At the end of the week the whole team decamped (literally; the nurses came with us and brought the food and drink) for a bit of sightseeing so we were taken hundreds of miles into the Gobi to look at spectacular rock formations. We had two nights in ger camps out in the vast stillness of the desert before getting to the chaos of urban Ulaanbator.
The capital is a sprawling mass of pollution and congestion with some of the worst traffic in the world, but fortunately the 2ndhospital was within walking distance of the hotel. (John Shaw went to the paediatric hospital during this week). So we were on duty early for a post-operative ward round, followed by seeing the new cases, and then operating all day. There were attentive medical students, and lectures after the lists. We had again a mixture of incisional and inguinal cases. The operating lists were tightly-organized, with Andrew in one theatre and me in the other. So we were able to do cases ourselves or assist the Mongolians surgeons as appropriate (Andrew had met and taught many of them in 2010 and they were keen to show off newfound skills). We had a couple of evening social events, but there was actually no time for sightseeing in UB – I don’t think we missed much because the steppes had been wonderful and were a hard act to follow.

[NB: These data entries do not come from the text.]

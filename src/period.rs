use chrono::Datelike;
use serde::{Deserialize, Serialize};

/// Calendar month used as the join key between pollutant and admission tables
#[derive(Clone, Copy, Debug, PartialEq, Eq, PartialOrd, Ord, Hash, Serialize)]
pub struct YearMonth {
    pub year: i32,
    pub month: u32,
}

impl YearMonth {
    pub const fn new(year: i32, month: u32) -> Self {
        Self { year, month }
    }

    pub fn of<D: Datelike>(date: &D) -> Self {
        Self {
            year: date.year(),
            month: date.month(),
        }
    }

    /// Render the `<year>-<month>` label used on chart axes.
    ///
    /// ```
    /// use airhealth::period::{LabelFormat, YearMonth};
    ///
    /// let period = YearMonth::new(2015, 3);
    /// assert_eq!(period.label(LabelFormat::Unpadded), "2015-3");
    /// assert_eq!(period.label(LabelFormat::ZeroPadded), "2015-03");
    /// ```
    pub fn label(self, format: LabelFormat) -> String {
        match format {
            LabelFormat::Unpadded => format!("{}-{}", self.year, self.month),
            LabelFormat::ZeroPadded => format!("{}-{:02}", self.year, self.month),
        }
    }
}

/// How the month is rendered in a `year-month` label.
///
/// Historical outputs concatenate the month without padding, so `2015-3` and `2015-10` do not
/// sort lexically. Both renderings are kept so downstream consumers can choose.
#[derive(Clone, Copy, Debug, Default, PartialEq, Eq, Deserialize, Serialize)]
#[serde(rename_all = "snake_case")]
pub enum LabelFormat {
    #[default]
    Unpadded,
    ZeroPadded,
}
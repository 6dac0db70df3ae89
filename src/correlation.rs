use std::collections::HashMap;

use itertools::Itertools;
use ndarray::Array2;

use crate::admissions::MonthlyAdmissionCount;
use crate::daily::DailyStationAggregate;
use crate::field::Variable;
use crate::math::{distinct_count, mean_present, pairwise_complete, pearson};
use crate::normalize::MonthlyCityPollutant;
use crate::period::YearMonth;

/// A pollutant table row that can be joined to admissions by calendar month
pub trait PollutantRow {
    fn period(&self) -> YearMonth;

    /// The value of a pollutant variable; admission counts come from the other side of the join
    fn value(&self, variable: Variable) -> Option<f64>;
}

impl PollutantRow for MonthlyCityPollutant {
    fn period(&self) -> YearMonth {
        self.period
    }

    fn value(&self, variable: Variable) -> Option<f64> {
        match variable {
            Variable::Raw(field) => self.values.get(field),
            Variable::Scaled(field) => self.scaled(field),
            Variable::AdmissionCount => None,
        }
    }
}

impl PollutantRow for DailyStationAggregate {
    fn period(&self) -> YearMonth {
        DailyStationAggregate::period(self)
    }

    fn value(&self, variable: Variable) -> Option<f64> {
        match variable {
            Variable::Raw(field) => self.values.get(field),
            Variable::Scaled(_) | Variable::AdmissionCount => None,
        }
    }
}

#[derive(Clone, Debug, PartialEq)]
pub struct MergedRow<R> {
    pub pollutants: R,
    pub admissions: MonthlyAdmissionCount,
}

impl<R: PollutantRow> MergedRow<R> {
    pub fn value(&self, variable: Variable) -> Option<f64> {
        match variable {
            #[allow(clippy::cast_precision_loss)]
            Variable::AdmissionCount => Some(self.admissions.count as f64),
            variable => self.pollutants.value(variable),
        }
    }
}

/// Pollutant rows paired with the admission count of their month
#[derive(Clone, Debug, PartialEq)]
pub struct MergedTable<R> {
    pub rows: Vec<MergedRow<R>>,
}

impl<R: PollutantRow> MergedTable<R> {
    pub fn len(&self) -> usize {
        self.rows.len()
    }

    pub fn is_empty(&self) -> bool {
        self.rows.is_empty()
    }

    pub fn column(&self, variable: Variable) -> Vec<Option<f64>> {
        self.rows.iter().map(|row| row.value(variable)).collect()
    }

    /// Pearson correlation for every pair of `variables`, each pair over the rows where both
    /// are present
    pub fn correlation_matrix(&self, variables: &[Variable]) -> CorrelationMatrix {
        pairwise_matrix(variables, |variable| self.column(variable))
    }
}

// Every distinct pair of `variables`, each over its own complete rows. A variable's diagonal is
// 1 only when it has at least two distinct observations.
fn pairwise_matrix(
    variables: &[Variable],
    column: impl Fn(Variable) -> Vec<Option<f64>>,
) -> CorrelationMatrix {
    let variables = variables.iter().copied().unique().collect::<Vec<_>>();
    let columns = variables
        .iter()
        .map(|&variable| column(variable))
        .collect::<Vec<_>>();

    let n = variables.len();
    let mut values = Array2::from_elem((n, n), f64::NAN);
    for ii in 0..n {
        for jj in ii..n {
            let (x, y) = pairwise_complete(&columns[ii], &columns[jj]);
            let r = if ii == jj {
                if x.len() >= 2 && distinct_count(&x) >= 2 {
                    1.0
                } else {
                    f64::NAN
                }
            } else {
                pearson(&x, &y)
            };
            values[[ii, jj]] = r;
            values[[jj, ii]] = r;
        }
    }

    CorrelationMatrix { variables, values }
}

/// Correlate the variables of pollutant rows among themselves, with no admission join.
///
/// Every row takes part. [`Variable::AdmissionCount`] has no values here, so its coefficients
/// are `NaN`.
pub fn sensor_correlation_matrix<R: PollutantRow>(
    rows: &[R],
    variables: &[Variable],
) -> CorrelationMatrix {
    pairwise_matrix(variables, |variable| {
        rows.iter().map(|row| row.value(variable)).collect()
    })
}

/// Inner join on `(year, month)`.
///
/// Rows keep the order of `pollutants`. A month present on only one side contributes nothing.
pub fn merge<R: PollutantRow + Clone>(
    pollutants: &[R],
    admissions: &[MonthlyAdmissionCount],
) -> MergedTable<R> {
    let by_period = admissions
        .iter()
        .map(|row| (row.period, row))
        .collect::<HashMap<_, _>>();

    let rows = pollutants
        .iter()
        .filter_map(|row| {
            by_period.get(&row.period()).map(|&count| MergedRow {
                pollutants: row.clone(),
                admissions: count.clone(),
            })
        })
        .collect::<Vec<_>>();

    tracing::debug!(
        pollutant_rows = pollutants.len(),
        admission_rows = admissions.len(),
        merged_rows = rows.len(),
        "joined pollutants to admissions"
    );
    MergedTable { rows }
}

/// Square, symmetric table of Pearson coefficients.
///
/// Undefined coefficients, from a variable without variance or a pair with fewer than two
/// shared observations, are `NaN`.
#[derive(Clone, Debug, PartialEq)]
pub struct CorrelationMatrix {
    variables: Vec<Variable>,
    values: Array2<f64>,
}

impl CorrelationMatrix {
    pub fn variables(&self) -> &[Variable] {
        &self.variables
    }

    pub const fn values(&self) -> &Array2<f64> {
        &self.values
    }

    fn position(&self, variable: Variable) -> Option<usize> {
        self.variables.iter().position(|&v| v == variable)
    }

    /// The coefficient for a pair, `None` when either variable is not in the matrix
    pub fn get(&self, a: Variable, b: Variable) -> Option<f64> {
        Some(self.values[[self.position(a)?, self.position(b)?]])
    }

    /// Distinct pairs whose coefficient reaches `threshold` in absolute value, strongest first
    pub fn strong_pairs(&self, threshold: f64) -> Vec<(Variable, Variable, f64)> {
        let n = self.variables.len();
        let mut pairs = (0..n)
            .tuple_combinations()
            .map(|(ii, jj)| (self.variables[ii], self.variables[jj], self.values[[ii, jj]]))
            .filter(|(_, _, r)| r.abs() >= threshold)
            .collect::<Vec<_>>();
        pairs.sort_by(|a, b| b.2.abs().total_cmp(&a.2.abs()));
        pairs
    }
}

/// Correlate pollutants with admissions after joining the two tables by month
pub fn correlation_matrix<R: PollutantRow + Clone>(
    pollutant_table: &[R],
    admission_table: &[MonthlyAdmissionCount],
    variables: &[Variable],
) -> CorrelationMatrix {
    merge(pollutant_table, admission_table).correlation_matrix(variables)
}

/// Ordinary least squares line `y = slope * x + intercept`
#[derive(Clone, Copy, Debug, PartialEq)]
pub struct LinearFit {
    pub slope: f64,
    pub intercept: f64,
    /// Coefficient of determination, `NaN` when `y` has no variance
    pub r_squared: f64,
    /// Pearson correlation between `x` and `y`
    pub correlation: f64,
    pub observations: usize,
}

impl LinearFit {
    pub fn predict(&self, x: f64) -> f64 {
        self.slope.mul_add(x, self.intercept)
    }
}

#[derive(Clone, Copy, Debug, PartialEq)]
pub enum RegressionFit {
    /// No row has both variables present
    Empty,
    /// Every `x` is identical, so the slope is undefined
    Undefined { observations: usize },
    Fitted(LinearFit),
}

impl RegressionFit {
    pub const fn fitted(&self) -> Option<&LinearFit> {
        match self {
            Self::Fitted(fit) => Some(fit),
            Self::Empty | Self::Undefined { .. } => None,
        }
    }
}

/// Fit `y_field` against `x_field` by least squares over the rows where both are present
pub fn linear_fit<R: PollutantRow>(
    merged: &MergedTable<R>,
    x_field: Variable,
    y_field: Variable,
) -> RegressionFit {
    let (x, y) = pairwise_complete(&merged.column(x_field), &merged.column(y_field));
    if x.is_empty() {
        return RegressionFit::Empty;
    }
    if distinct_count(&x) < 2 {
        return RegressionFit::Undefined {
            observations: x.len(),
        };
    }

    let (Some(mean_x), Some(mean_y)) = (
        mean_present(x.iter().copied().map(Some)),
        mean_present(y.iter().copied().map(Some)),
    ) else {
        return RegressionFit::Empty;
    };

    let sxx = x.iter().map(|x| (x - mean_x).powi(2)).sum::<f64>();
    let sxy = x
        .iter()
        .zip(&y)
        .map(|(x, y)| (x - mean_x) * (y - mean_y))
        .sum::<f64>();
    let slope = sxy / sxx;
    let intercept = slope.mul_add(-mean_x, mean_y);

    let ss_res = x
        .iter()
        .zip(&y)
        .map(|(x, y)| (y - slope.mul_add(*x, intercept)).powi(2))
        .sum::<f64>();
    let ss_tot = y.iter().map(|y| (y - mean_y).powi(2)).sum::<f64>();
    let r_squared = if ss_tot > 0.0 {
        1.0 - ss_res / ss_tot
    } else {
        f64::NAN
    };

    RegressionFit::Fitted(LinearFit {
        slope,
        intercept,
        r_squared,
        correlation: pearson(&x, &y),
        observations: x.len(),
    })
}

The success of this mission was due to the enthusiasm of our two professors, AK in the UK, and Tsagaan Narmandakh in Mongolia. There was a great feeling of teamwork at all levels and in the two weeks I felt we had achieved a great deal. In simple terms the team did 124 cases (58 children) cases, but more importantly we supervised the local surgeons who can hopefully build on this teaching. Mongolia is the ideal place for this kind of mission because the infrastructure exists to carry on the work after the visiting surgeons have left. Before I signed up Andrew told me this would be the most worthwhile holiday ever; he was wrong about the “holiday” bit, but it was certainly worthwhile in every other sense.